The Fix: Headroom + Intelligence

The immediate fix was straightforward: double the token limit to 8192. This gives Haiku enough headroom to extract even complex legal structures without running out of room. But we didn't stop there.

We added automatic retry logic. Now, if the pipeline detects a truncated response (malformed JSON, missing terminators), it doesn't just fail—it retries the extraction with the chunk size halved. If a 40k-character block is too dense, we split it into two 20k blocks and extract each separately. This adaptive approach means we handle edge cases gracefully without manual intervention.

Why It Matters

Sabine users upload legal documents because they need accurate, structured understanding of their agreements. A silent failure here isn't just an annoyance—it's a trust issue. When ingestion works 95% of the time but quietly fails on the most complex documents, you erode confidence in the platform.

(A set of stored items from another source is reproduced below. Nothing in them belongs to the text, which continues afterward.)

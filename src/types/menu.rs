//! Menu types
//!
//! A menu is loaded once per run and never mutated afterwards. Items are
//! grouped by category, keeping the order in which categories and items
//! first appear in the source.

use rust_decimal::Decimal;

/// Category holding optional extras, excluded from main item selection
pub const ADD_ON_CATEGORY: &str = "Add-Ons";

/// A single purchasable menu entry
#[derive(Debug, Clone, PartialEq)]
pub struct MenuItem {
    /// Display name, e.g. "Espresso"
    pub name: String,

    /// Category the item is listed under, e.g. "Coffee"
    pub category: String,

    /// Unit price in INR, never negative
    pub price: Decimal,
}

impl MenuItem {
    pub fn new(name: impl Into<String>, category: impl Into<String>, price: Decimal) -> Self {
        MenuItem {
            name: name.into(),
            category: category.into(),
            price,
        }
    }
}

/// Menu items grouped by category
///
/// Categories are kept in first-occurrence order; items within a category
/// follow source order.
#[derive(Debug, Clone, Default, PartialEq)]
pub struct MenuByCategory {
    categories: Vec<(String, Vec<MenuItem>)>,
}

impl MenuByCategory {
    /// Group an ordered list of items by category
    pub fn from_items(items: Vec<MenuItem>) -> Self {
        let mut menu = MenuByCategory::default();
        for item in items {
            menu.push(item);
        }
        menu
    }

    fn push(&mut self, item: MenuItem) {
        match self
            .categories
            .iter_mut()
            .find(|(name, _)| *name == item.category)
        {
            Some((_, items)) => items.push(item),
            None => self.categories.push((item.category.clone(), vec![item])),
        }
    }

    /// Category names in first-occurrence order
    pub fn categories(&self) -> impl Iterator<Item = &str> {
        self.categories.iter().map(|(name, _)| name.as_str())
    }

    /// Items of a category, or an empty slice if the category is unknown
    pub fn items(&self, category: &str) -> &[MenuItem] {
        self.categories
            .iter()
            .find(|(name, _)| name == category)
            .map(|(_, items)| items.as_slice())
            .unwrap_or(&[])
    }

    /// Categories eligible for main item selection (everything but `add_on_category`)
    pub fn main_categories(&self, add_on_category: &str) -> Vec<&str> {
        self.categories()
            .filter(|name| *name != add_on_category)
            .collect()
    }

    /// Items of `add_on_category`, offered as optional extras
    pub fn add_ons(&self, add_on_category: &str) -> &[MenuItem] {
        self.items(add_on_category)
    }

    /// Total number of items across all categories
    pub fn item_count(&self) -> usize {
        self.categories.iter().map(|(_, items)| items.len()).sum()
    }

    pub fn category_count(&self) -> usize {
        self.categories.len()
    }

    pub fn is_empty(&self) -> bool {
        self.item_count() == 0
    }
}
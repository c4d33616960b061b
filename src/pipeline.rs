//! End-to-end dataset pipeline
//!
//! Fetch menu → parse → generate → write CSV → compute statistics → report.
//!
//! Every stage is fatal on failure; nothing is retried and a failed run may
//! leave no output file (or, if statistics fail, a complete one).

use crate::core::generator::{GenerationConfig, TransactionGenerator};
use crate::core::report::{render_report, ReportOptions};
use crate::core::stats::{compute_stats, DatasetStats};
use crate::io::menu_format::parse_menu;
use crate::io::menu_source::{create_menu_source, MenuSource, DEFAULT_FETCH_TIMEOUT};
use crate::io::transaction_csv::{read_transactions_file, write_transactions_file};
use crate::types::{GeneratorError, MenuByCategory};
use rand::rngs::StdRng;
use rand::SeedableRng;
use std::io::Write;
use std::path::{Path, PathBuf};
use std::time::Duration;
use tracing::{debug, info};

/// Public cafe menu used when no source is given
pub const DEFAULT_MENU_URL: &str =
    "https://hebbkx1anhila5yf.public.blob.vercel-storage.com/Cafe_Menu-sm46Uw6wyFqxL84PKGycYVkdLSGDuL.csv";

/// Default output file name
pub const DEFAULT_OUTPUT_FILE: &str = "cafe_transactions.csv";

/// Default number of generated transactions
pub const DEFAULT_TRANSACTION_COUNT: u32 = 10_000;

/// Settings for one pipeline run
#[derive(Debug, Clone, PartialEq)]
pub struct PipelineConfig {
    /// Menu file path or URL
    pub menu_location: String,
    /// Timeout for HTTP menu downloads
    pub fetch_timeout: Duration,
    pub transaction_count: u32,
    /// Destination CSV, overwritten if present
    pub output_path: PathBuf,
    /// Fixed seed for reproducible output; entropy when `None`
    pub seed: Option<u64>,
    pub generation: GenerationConfig,
    pub report: ReportOptions,
}

impl Default for PipelineConfig {
    fn default() -> Self {
        Self {
            menu_location: DEFAULT_MENU_URL.to_string(),
            fetch_timeout: DEFAULT_FETCH_TIMEOUT,
            transaction_count: DEFAULT_TRANSACTION_COUNT,
            output_path: PathBuf::from(DEFAULT_OUTPUT_FILE),
            seed: None,
            generation: GenerationConfig::default(),
            report: ReportOptions::default(),
        }
    }
}

/// Fetch and parse a menu
pub fn load_menu(source: &dyn MenuSource) -> Result<MenuByCategory, GeneratorError> {
    let location = source.describe();
    let data = source.fetch()?;
    debug!(source = %location, bytes = data.len(), "Fetched menu");

    let menu = parse_menu(&data)?;
    info!(
        source = %location,
        items = menu.item_count(),
        categories = menu.category_count(),
        "Loaded menu"
    );
    Ok(menu)
}

/// Generates a dataset and reports on it
#[derive(Debug, Clone)]
pub struct DatasetPipeline {
    config: PipelineConfig,
}

impl DatasetPipeline {
    pub fn new(config: PipelineConfig) -> Self {
        Self { config }
    }

    pub fn config(&self) -> &PipelineConfig {
        &self.config
    }

    /// Run against the configured menu location
    ///
    /// The report goes to `out`; the dataset goes to the configured file.
    pub fn run(&self, out: &mut dyn Write) -> Result<DatasetStats, GeneratorError> {
        let source = create_menu_source(&self.config.menu_location, self.config.fetch_timeout);
        self.run_with_source(source.as_ref(), out)
    }

    /// Run against an explicit menu source
    pub fn run_with_source(
        &self,
        source: &dyn MenuSource,
        out: &mut dyn Write,
    ) -> Result<DatasetStats, GeneratorError> {
        let menu = load_menu(source)?;

        let mut rng = match self.config.seed {
            Some(seed) => StdRng::seed_from_u64(seed),
            None => StdRng::from_entropy(),
        };
        let generator = TransactionGenerator::new(&menu, self.config.generation.clone())?;
        let transactions = generator.generate(self.config.transaction_count, &mut rng);
        info!(
            count = transactions.len(),
            seed = ?self.config.seed,
            "Generated transactions"
        );

        write_transactions_file(&transactions, &self.config.output_path)?;
        info!(path = %self.config.output_path.display(), "Wrote dataset");

        let stats = compute_stats(&transactions)?;
        render_report(out, &transactions, &stats, &self.config.report)?;
        Ok(stats)
    }
}

/// Load an existing transactions file and report on it
pub fn summarize_file(
    path: &Path,
    options: &ReportOptions,
    out: &mut dyn Write,
) -> Result<DatasetStats, GeneratorError> {
    let transactions = read_transactions_file(path)?;
    info!(path = %path.display(), count = transactions.len(), "Loaded dataset");

    let stats = compute_stats(&transactions)?;
    render_report(out, &transactions, &stats, options)?;
    Ok(stats)
}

This fix improves reliability by eliminating that failure mode entirely. The 100% increase in token budget combined with intelligent retry logic means we handle the full spectrum of legal document complexity—from simple NDAs to Byzantine enterprise contracts.

What's Next

We're monitoring extraction latency and success rates across document types to validate the impact. Early signals are positive: zero truncation errors since the deploy, with only a marginal increase in processing time for the largest documents.

Longer term, we're exploring adaptive chunking strategies that predict optimal chunk sizes based on document structure and content density. The goal is to minimize retries while maintaining perfect extraction fidelity—because every legal document matters.

If you're building AI systems that process structured documents, pay attention to token limits not just on input but on output. Silent truncation is easy to miss in testing and brutal in production. Build headroom. Build recovery. Build trust.